Another useful statistical function is the Kolmogorov-Smirnov test. You can use this test with the example data to determine whether the probability distributions differ between two students.

Listing 3. Kolmogorov-Smirnov test
ks.test(Amy.grade, Bob.grade)
Two-sample Kolmogorov-Smirnov test
data:  Amy.grade and Bob.grade
D = 0.3333, p-value = 1
alternative hypothesis: two-sided

You can see that Amy.grade and Bob.grade both come from the same distribution.

R visualizations

R is well known for its ability to create data visualizations. The simplest function in this family is plot(). For instance, plot(David.grade) creates a simple scatter plot diagram of that object. To add a title and labels for the axis, use the following command:

plot(David.grade, main = "David's Grades", ylab = "Grade", xlab = "Test Number")

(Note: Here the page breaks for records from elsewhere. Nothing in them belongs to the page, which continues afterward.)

use super::*;

const TOKEN: &str = "123456:TEST-token";

fn unsigned_record() -> IdentityRecord {
    IdentityRecord {
        id: 42,
        first_name: "Ada".to_owned(),
        last_name: None,
        username: Some("ada".to_owned()),
        photo_url: None,
        auth_date: 1_700_000_000,
        hash: String::new(),
    }
}

fn signed_record() -> IdentityRecord {
    let mut record = unsigned_record();
    record.hash = expected_hash(&record, TOKEN).expect("hash");
    record
}

#[test]
fn data_check_string_sorts_present_fields_and_skips_hash() {
    let mut record = unsigned_record();
    record.hash = "ignored".to_owned();
    assert_eq!(
        data_check_string(&record),
        "auth_date=1700000000\nfirst_name=Ada\nid=42\nusername=ada"
    );
}

#[test]
fn data_check_string_includes_all_optional_fields_when_present() {
    let mut record = unsigned_record();
    record.last_name = Some("Lovelace".to_owned());
    record.photo_url = Some("https://example.test/p.jpg".to_owned());
    assert_eq!(
        data_check_string(&record),
        "auth_date=1700000000\nfirst_name=Ada\nid=42\nlast_name=Lovelace\nphoto_url=https://example.test/p.jpg\nusername=ada"
    );
}

#[test]
fn expected_hash_is_lowercase_hex_sha256_length() {
    let hash = expected_hash(&unsigned_record(), TOKEN).expect("hash");
    assert_eq!(hash.len(), 64);
    assert!(hash.chars().all(|c| c.is_ascii_digit() || ('a'..='f').contains(&c)));
}

#[test]
fn correctly_signed_record_verifies() {
    assert_eq!(check_signature(&signed_record(), TOKEN), Ok(()));
}

#[test]
fn uppercase_hex_signature_still_verifies() {
    let mut record = signed_record();
    record.hash = record.hash.to_ascii_uppercase();
    assert_eq!(check_signature(&record, TOKEN), Ok(()));
}

#[test]
fn tampered_field_fails_verification() {
    let mut record = signed_record();
    record.first_name = "Eve".to_owned();
    assert_eq!(check_signature(&record, TOKEN), Err(VerifyError::Mismatch));
}

#[test]
fn wrong_token_fails_verification() {
    assert_eq!(check_signature(&signed_record(), "other:token"), Err(VerifyError::Mismatch));
}

#[test]
fn truncated_signature_is_a_mismatch() {
    let mut record = signed_record();
    record.hash.truncate(32);
    assert_eq!(check_signature(&record, TOKEN), Err(VerifyError::Mismatch));
}

#[test]
fn non_hex_signature_is_an_encoding_error() {
    let mut record = signed_record();
    record.hash = "zz".to_owned();
    assert!(matches!(check_signature(&record, TOKEN), Err(VerifyError::Encoding(_))));
}

#[test]
fn empty_token_is_rejected() {
    assert_eq!(expected_hash(&unsigned_record(), ""), Err(VerifyError::EmptyToken));
    assert_eq!(check_signature(&signed_record(), ""), Err(VerifyError::EmptyToken));
}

The function dotchart is similar to plot and takes many of the same arguments, except that dotchart takes the labels=row.names(x) flag, which enables you to use the row names (if any) to label the chart.

R can also produce a histogram diagram — for example, hist(All.grades[[1]]). This command is equivalent to hist(Amy.grade) but extracts the vector from the data frame created earlier.

R can also produce bar plots with the barplot() function — for example, barplot(Charles.grade). To change the orientation of the graph, add the horiz=TRUE flag. You can add color by using the col flag, as shown below:

barplot(Charles.grade, horiz=TRUE, col="darkblue")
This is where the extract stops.